Friday 3 May 2013

Here's to the Ridiculous

  I've been growing my hair out and cutting it short in proper routine for years now, ever since I can remember actually.  It's a love hate relationship, a never ending cycle and, in my mind, the creative right I have as a woman.  Yet am I ever satisfied?  No!  Straightened or Curly, Long or Short, Bangs or No Bangs, and don't even bring up the fact that my shiny mane has become heavily laced with silver strands that shimmer in the sunlight.
  Though this tangent I'm on is fun, it isn't what I'm getting at today.  
  So recently I've surpassed any length I've ever approached in the past.  I'm talking looonnnggg.  Like caught in my jacket's zipper-long, can't roll over at night because my hair is caught-long, I always think there's something crawling up my back because my hair is tickling me-long, every time I lean forward I'm eating hair-long.....  
  This is long, for me anyway. 
  There are things I didn't know about this elusive, coveted, long haired state of beauty, and being the sharing sort of gal I am, it would be a squandered opportunity to not share what I've learned.
  Here is the ridiculousness of what my hair has taught me.
1~ I now know what a ponytail headache feels like.
2~ There is hair everywhere.  Who knew it was possible to loose so many hairs in one day 
      and have any remain on your head. So gross.
3~ You know that picture of the haircut/style/general texture you've been coveting?  Well,
      sorry to burst your idealistic bubble, but it's not real hair! Toss out that image because no
      one's hair is actually their hair any more.  No Seriously, it's not their hair!
4~ It is very interesting how hair encourages you to perceive yourself in different ways. I
     know.....chew on that one for a while. 
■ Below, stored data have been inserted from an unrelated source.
use crate::format::full_name;
use crate::layout::{LayoutConfig, TemplateKind};
use crate::models::resume::ResumeDocument;
use crate::models::section::SectionId;
use crate::render::model::{Block, Header, HeaderAlign, RenderedResume};
use crate::render::sections as s;
use crate::render::templates::{bullet_list, headline, inline_list};
use crate::render::{
    ordered_sections, section_block, single_column, SectionBlock, TemplateRenderer, Theme,
};

/// Traditional single column: centered name in the theme color, skills grouped
/// by category.
pub struct ClassicEleganceTemplate;

impl TemplateRenderer for ClassicEleganceTemplate {
    fn kind(&self) -> TemplateKind {
        TemplateKind::ClassicElegance
    }

    fn render(
        &self,
        document: &ResumeDocument,
        layout: &LayoutConfig,
        theme: &Theme,
    ) -> RenderedResume {
        let order = ordered_sections(layout, self.kind());
        let contact = if order.contains(&SectionId::Contact) {
            s::contact_spans(&document.contact_info, &[])
        } else {
            Vec::new()
        };
        let sections = order
            .into_iter()
            .filter_map(|id| section(id, document))
            .collect();

        RenderedResume {
            template: self.kind(),
            theme_color: theme.color.clone(),
            title: document.title.clone(),
            header: Header {
                name: full_name(&document.contact_info),
                headline: headline(document),
                contact,
                align: HeaderAlign::Center,
            },
            regions: single_column(sections),
        }
    }
}

fn section(id: SectionId, doc: &ResumeDocument) -> Option<SectionBlock> {
    match id {
        SectionId::Summary => section_block(id, "Professional Summary", s::summary_blocks(doc)),
        SectionId::Experience => section_block(
            id,
            "Experience",
            doc.experience_list
                .iter()
                .map(|e| Block::Entry(s::experience_stacked(e)))
                .collect(),
        ),
        SectionId::Education => section_block(
            id,
            "Education",
            doc.education_list
                .iter()
                .map(|e| Block::Entry(s::education_entry(e)))
                .collect(),
        ),
        SectionId::Skills => section_block(id, "Skills", s::skills_by_category(&doc.skill_list)),
        SectionId::Achievements => section_block(
            id,
            "Achievements",
            bullet_list(s::achievement_lines(&doc.achievement_list)),
        ),
        SectionId::Certifications => section_block(
            id,
            "Certifications",
            bullet_list(s::certification_lines(&doc.certification_list)),
        ),
        SectionId::Languages => section_block(
            id,
            "Languages",
            inline_list(s::language_names(&doc.language_list), " · "),
        ),
        _ => None,
    }
}
use std::fmt::Write;

use resvg::{tiny_skia, usvg};

use crate::export::paginate::{paginate, Mark, Page, PAGE_HEIGHT, PAGE_WIDTH};
use crate::export::{xml_text, ExportError};
use crate::render::RenderedResume;

/// Device scale of the raster capture.
pub const SCALE: f32 = 3.0;

/// Rasterizes the first page.
pub fn render_png(resume: &RenderedResume) -> Result<Vec<u8>, ExportError> {
    let pages = paginate(resume);
    let svg = pages.first().map(page_svg).unwrap_or_default();

    let mut opt = usvg::Options::default();
    opt.fontdb_mut().load_system_fonts();
    let tree = usvg::Tree::from_str(&svg, &opt).map_err(|e| ExportError::Png(e.to_string()))?;

    let width = (PAGE_WIDTH * SCALE).round() as u32;
    let height = (PAGE_HEIGHT * SCALE).round() as u32;
    let mut pixmap = tiny_skia::Pixmap::new(width, height)
        .ok_or_else(|| ExportError::Png(format!("cannot allocate {width}x{height} pixmap")))?;
    resvg::render(
        &tree,
        tiny_skia::Transform::from_scale(SCALE, SCALE),
        &mut pixmap.as_mut(),
    );
    pixmap
        .encode_png()
        .map_err(|e| ExportError::Png(e.to_string()))
}

/// The page as SVG, in page points.
pub fn page_svg(page: &Page) -> String {
    let mut svg = String::with_capacity(16 * 1024);
    let _ = write!(
        svg,
        "<svg xmlns=\"http://www.w3.org/2000/svg\" width=\"{PAGE_WIDTH}\" height=\"{PAGE_HEIGHT}\" \
         viewBox=\"0 0 {PAGE_WIDTH} {PAGE_HEIGHT}\">\
         <rect width=\"100%\" height=\"100%\" fill=\"#FFFFFF\"/>"
    );
    for mark in &page.marks {
        match mark {
            Mark::Text {
                x,
                baseline,
                size,
                bold,
                color,
                text,
            } => {
                let weight = if *bold { "bold" } else { "normal" };
                let _ = write!(
                    svg,
                    "<text x=\"{x:.2}\" y=\"{baseline:.2}\" font-family=\"Helvetica, Arial, sans-serif\" \
                     font-size=\"{size}\" font-weight=\"{weight}\" fill=\"{}\" xml:space=\"preserve\">{}</text>",
                    color.to_hex(),
                    xml_text(text)
                );
            }
            Mark::Rule { x, y, width, color } => {
                let _ = write!(
                    svg,
                    "<line x1=\"{x:.2}\" y1=\"{y:.2}\" x2=\"{:.2}\" y2=\"{y:.2}\" stroke=\"{}\" stroke-width=\"0.75\"/>",
                    x + width,
                    color.to_hex()
                );
            }
        }
    }
    svg.push_str("</svg>");
    svg
}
  Okay, so what was my point?  I didn't really set out to make one.  I think this was just my very quirky or bizarre way of saying we always want what we don't have and we're actually rarely, if ever, fully satisfied.  I think this principal bleeds into most areas of our lives, and now that I've said this, maybe I do have a point.  
  Now before you get all crazy and your reflex to argue perks up, hear me out.  
  I'm not generally one who feels I need to keep up with my neighbor to be cool, or be noticed, or find value, or whatever other reason people work so hard to try to keep up.  In all honesty, I don't really care that much about stuff like that, life's too short to want someone else's life, right? Furthermore, it's plain and simply exhausting to work at being something you're not, correct?
  Well now that we've covered that, it should be simple, shouldn't it?  
 My point is ultra cliche....we always want more than we have, the grass is always greener on the other side.  So in order to remedy this more is more life, what we need is a massive dose of contentment and thanksgiving....even if it's about a simple thing like accepting that I'll never ever have beauty queen hair!
  Using the words of the great and cuddly Winnie the Pooh, "sometimes the smallest things take up the most room in your heart."  Wise, wise words oh small, chubby, cuddly bear!  We have so far to go!
  
Top Ten
  
1~ the smell of rain.  There isn't a whole lot more refreshing than a cleansing rain.
2~ being an encouragement and lending an ear
3~ homemade beef barley soup on a chilly rainy day
4~ the scent of BBQ in the air
5~ sleeping with the window open and waking to hear the birds
6~ the excitement and tingles of having your work validated
7~ answered prayers
8~ pizza
9~ taking advantage of teachable moments with your children
10~ forgiving yourself for not being the perfect person you imagined you'd some day be

  There it is.  Take it or leave it.  At the end of the day these words are no more than the ramblings of a girl trying each day to be better than the one before.

  Cheers to the weekend all you beautiful people!